**Exercise goal**:
Copy out all lines from the entries below in which "round" occurs.

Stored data
· · · ·

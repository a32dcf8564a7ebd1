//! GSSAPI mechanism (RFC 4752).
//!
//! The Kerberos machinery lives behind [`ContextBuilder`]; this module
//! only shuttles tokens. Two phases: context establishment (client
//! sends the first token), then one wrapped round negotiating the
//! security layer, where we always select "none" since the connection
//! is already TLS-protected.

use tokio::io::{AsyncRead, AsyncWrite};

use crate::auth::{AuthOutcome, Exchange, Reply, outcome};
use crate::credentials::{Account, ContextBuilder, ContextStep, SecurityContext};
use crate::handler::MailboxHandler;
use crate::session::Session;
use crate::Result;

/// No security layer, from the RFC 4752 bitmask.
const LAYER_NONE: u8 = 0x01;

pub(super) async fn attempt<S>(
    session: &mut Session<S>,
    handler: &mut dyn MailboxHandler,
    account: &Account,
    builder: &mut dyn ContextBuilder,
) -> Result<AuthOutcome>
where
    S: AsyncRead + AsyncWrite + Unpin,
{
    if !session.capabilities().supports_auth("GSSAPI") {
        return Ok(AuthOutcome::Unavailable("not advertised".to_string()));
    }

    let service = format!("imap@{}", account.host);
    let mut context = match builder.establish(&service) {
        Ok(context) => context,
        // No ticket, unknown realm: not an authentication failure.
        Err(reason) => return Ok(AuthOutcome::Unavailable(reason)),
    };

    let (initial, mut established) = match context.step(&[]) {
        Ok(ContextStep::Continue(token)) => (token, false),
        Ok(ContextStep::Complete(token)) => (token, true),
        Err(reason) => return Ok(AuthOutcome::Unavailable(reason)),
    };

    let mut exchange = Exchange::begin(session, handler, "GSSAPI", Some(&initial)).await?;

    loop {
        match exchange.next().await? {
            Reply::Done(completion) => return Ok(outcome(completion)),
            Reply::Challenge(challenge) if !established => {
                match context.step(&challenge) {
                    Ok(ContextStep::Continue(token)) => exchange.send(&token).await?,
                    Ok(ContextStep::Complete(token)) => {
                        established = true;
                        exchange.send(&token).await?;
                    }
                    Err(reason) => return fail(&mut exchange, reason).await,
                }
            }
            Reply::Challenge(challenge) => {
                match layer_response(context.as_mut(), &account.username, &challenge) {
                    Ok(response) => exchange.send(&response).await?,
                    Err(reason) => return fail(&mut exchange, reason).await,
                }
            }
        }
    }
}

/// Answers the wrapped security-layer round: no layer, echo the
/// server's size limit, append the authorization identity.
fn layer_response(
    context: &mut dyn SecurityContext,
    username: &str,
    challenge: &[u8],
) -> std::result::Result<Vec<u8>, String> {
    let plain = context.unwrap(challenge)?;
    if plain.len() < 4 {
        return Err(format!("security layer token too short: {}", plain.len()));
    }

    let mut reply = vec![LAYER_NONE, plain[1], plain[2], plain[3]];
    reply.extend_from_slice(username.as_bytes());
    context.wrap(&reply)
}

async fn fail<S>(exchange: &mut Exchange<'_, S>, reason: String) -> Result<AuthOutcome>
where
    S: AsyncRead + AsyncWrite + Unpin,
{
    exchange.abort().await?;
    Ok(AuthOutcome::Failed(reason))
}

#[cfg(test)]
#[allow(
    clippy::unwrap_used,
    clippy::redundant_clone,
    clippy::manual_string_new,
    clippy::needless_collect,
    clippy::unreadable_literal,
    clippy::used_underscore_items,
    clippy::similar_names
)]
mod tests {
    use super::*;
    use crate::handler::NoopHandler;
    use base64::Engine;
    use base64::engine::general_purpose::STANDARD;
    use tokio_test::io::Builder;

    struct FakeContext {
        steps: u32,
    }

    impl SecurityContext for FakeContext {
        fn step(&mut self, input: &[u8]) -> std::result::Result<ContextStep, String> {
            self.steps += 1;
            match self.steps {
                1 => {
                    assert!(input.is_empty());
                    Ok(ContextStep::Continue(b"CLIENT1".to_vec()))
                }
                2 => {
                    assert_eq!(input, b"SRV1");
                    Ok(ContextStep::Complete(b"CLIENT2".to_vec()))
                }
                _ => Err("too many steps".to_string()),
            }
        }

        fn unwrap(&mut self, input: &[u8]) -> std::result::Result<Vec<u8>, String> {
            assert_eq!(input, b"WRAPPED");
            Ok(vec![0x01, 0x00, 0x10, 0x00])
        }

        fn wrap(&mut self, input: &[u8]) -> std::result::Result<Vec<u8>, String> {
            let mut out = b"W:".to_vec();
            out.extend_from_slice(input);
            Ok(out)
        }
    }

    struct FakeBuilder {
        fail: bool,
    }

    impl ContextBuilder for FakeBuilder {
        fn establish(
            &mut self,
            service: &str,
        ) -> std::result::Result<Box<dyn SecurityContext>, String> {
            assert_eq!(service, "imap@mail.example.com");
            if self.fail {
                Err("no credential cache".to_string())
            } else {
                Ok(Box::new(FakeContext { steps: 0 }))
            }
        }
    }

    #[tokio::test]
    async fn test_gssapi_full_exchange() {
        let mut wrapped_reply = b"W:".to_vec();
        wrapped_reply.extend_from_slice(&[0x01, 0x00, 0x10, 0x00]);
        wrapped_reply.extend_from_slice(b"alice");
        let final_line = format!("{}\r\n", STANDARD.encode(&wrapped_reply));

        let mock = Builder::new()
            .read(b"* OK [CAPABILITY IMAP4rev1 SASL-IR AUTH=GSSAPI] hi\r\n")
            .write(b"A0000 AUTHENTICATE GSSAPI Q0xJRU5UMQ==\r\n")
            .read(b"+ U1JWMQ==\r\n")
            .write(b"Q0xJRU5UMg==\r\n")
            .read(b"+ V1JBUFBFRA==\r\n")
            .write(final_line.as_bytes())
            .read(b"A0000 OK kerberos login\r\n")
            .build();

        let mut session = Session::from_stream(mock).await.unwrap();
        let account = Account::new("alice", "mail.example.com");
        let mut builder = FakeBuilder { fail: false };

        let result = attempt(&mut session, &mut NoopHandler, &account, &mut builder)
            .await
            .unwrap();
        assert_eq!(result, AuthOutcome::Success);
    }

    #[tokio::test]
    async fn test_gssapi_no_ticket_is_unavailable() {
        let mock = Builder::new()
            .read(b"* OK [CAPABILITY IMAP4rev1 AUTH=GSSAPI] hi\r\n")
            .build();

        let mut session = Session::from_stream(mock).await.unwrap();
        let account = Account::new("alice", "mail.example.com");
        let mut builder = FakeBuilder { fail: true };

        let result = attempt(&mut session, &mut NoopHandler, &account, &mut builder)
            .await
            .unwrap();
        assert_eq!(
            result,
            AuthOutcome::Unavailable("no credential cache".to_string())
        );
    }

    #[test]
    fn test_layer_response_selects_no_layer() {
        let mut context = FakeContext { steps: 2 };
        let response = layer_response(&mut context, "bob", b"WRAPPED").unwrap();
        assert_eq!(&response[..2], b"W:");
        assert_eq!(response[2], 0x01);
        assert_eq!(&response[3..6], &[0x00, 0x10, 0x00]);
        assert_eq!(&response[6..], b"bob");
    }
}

· · · ·

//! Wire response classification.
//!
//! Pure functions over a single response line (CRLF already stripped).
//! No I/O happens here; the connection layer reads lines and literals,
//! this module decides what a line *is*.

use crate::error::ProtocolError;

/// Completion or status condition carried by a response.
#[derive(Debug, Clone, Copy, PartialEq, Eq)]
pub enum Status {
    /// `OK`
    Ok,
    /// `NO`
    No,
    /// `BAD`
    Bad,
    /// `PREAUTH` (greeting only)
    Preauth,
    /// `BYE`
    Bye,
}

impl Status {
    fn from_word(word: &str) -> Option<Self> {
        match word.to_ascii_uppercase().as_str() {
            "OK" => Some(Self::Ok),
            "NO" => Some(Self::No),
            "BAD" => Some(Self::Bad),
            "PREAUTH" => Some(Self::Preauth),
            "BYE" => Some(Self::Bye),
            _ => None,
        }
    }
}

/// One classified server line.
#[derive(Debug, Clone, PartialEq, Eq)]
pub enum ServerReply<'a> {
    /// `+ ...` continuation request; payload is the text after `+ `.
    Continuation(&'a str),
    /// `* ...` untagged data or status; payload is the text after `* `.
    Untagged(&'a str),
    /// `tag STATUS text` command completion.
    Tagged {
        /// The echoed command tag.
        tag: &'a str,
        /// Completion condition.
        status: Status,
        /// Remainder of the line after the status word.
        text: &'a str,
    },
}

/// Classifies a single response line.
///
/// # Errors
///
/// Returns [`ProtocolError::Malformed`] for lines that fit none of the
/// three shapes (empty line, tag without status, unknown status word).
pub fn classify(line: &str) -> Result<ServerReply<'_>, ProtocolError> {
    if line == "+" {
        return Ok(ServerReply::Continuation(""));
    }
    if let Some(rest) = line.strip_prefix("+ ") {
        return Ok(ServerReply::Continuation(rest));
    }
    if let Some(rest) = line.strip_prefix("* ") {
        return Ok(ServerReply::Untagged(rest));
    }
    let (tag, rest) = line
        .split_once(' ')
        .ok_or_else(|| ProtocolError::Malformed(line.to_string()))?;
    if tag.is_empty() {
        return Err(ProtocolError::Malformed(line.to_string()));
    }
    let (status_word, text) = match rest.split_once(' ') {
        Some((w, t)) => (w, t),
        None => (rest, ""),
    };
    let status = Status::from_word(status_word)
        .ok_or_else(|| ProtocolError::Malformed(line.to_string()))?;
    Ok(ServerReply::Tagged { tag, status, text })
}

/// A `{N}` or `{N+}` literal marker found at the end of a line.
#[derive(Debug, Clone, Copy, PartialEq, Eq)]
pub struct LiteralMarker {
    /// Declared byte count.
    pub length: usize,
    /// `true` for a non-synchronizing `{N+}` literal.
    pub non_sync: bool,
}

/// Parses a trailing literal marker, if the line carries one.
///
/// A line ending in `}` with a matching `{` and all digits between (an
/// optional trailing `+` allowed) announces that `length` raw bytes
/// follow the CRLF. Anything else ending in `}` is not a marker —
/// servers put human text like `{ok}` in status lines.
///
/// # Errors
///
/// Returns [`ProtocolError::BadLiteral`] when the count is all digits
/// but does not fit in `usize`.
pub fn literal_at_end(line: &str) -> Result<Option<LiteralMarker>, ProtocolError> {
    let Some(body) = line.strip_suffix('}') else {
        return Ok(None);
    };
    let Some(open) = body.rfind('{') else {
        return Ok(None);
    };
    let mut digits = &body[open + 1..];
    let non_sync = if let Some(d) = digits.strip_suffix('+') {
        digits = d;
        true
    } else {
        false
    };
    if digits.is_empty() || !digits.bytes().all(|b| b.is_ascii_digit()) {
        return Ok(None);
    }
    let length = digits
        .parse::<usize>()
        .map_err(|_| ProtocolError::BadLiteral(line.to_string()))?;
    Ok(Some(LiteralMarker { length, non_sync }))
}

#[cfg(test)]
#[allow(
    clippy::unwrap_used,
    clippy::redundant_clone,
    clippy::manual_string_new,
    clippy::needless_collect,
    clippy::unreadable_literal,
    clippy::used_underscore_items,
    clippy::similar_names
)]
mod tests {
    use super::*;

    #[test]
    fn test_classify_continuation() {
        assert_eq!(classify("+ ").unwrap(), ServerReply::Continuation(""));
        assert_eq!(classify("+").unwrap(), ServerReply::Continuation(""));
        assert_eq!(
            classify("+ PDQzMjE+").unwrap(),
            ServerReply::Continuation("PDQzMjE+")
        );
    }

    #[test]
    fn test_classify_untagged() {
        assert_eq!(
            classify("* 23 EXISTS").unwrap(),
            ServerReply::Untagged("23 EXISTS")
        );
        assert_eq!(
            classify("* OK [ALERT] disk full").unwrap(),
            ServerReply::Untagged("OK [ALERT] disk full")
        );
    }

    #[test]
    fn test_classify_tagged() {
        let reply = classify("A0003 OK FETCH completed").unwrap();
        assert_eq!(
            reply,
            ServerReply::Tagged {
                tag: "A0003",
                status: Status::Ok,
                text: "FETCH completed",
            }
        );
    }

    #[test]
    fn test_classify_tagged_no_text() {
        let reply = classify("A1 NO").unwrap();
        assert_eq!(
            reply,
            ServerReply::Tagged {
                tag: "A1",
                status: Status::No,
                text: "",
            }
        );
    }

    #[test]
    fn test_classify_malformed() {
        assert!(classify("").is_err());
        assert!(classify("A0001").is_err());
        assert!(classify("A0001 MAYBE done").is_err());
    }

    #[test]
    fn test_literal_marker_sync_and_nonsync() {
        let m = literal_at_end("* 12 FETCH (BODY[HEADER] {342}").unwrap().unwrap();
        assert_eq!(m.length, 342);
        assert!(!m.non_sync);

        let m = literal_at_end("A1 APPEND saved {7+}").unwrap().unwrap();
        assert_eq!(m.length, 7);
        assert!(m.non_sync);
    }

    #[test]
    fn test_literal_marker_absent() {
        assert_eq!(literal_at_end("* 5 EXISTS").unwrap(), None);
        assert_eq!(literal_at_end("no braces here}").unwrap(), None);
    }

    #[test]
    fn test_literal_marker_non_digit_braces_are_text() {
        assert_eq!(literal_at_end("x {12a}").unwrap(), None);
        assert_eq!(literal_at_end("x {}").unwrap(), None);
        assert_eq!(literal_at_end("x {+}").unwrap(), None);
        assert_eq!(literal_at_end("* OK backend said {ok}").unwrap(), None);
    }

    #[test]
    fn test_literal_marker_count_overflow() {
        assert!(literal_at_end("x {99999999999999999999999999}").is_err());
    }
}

· · · ·

**Problem solution**:
//! sends the first token), then one wrapped round negotiating the
/// Answers the wrapped security-layer round: no layer, echo the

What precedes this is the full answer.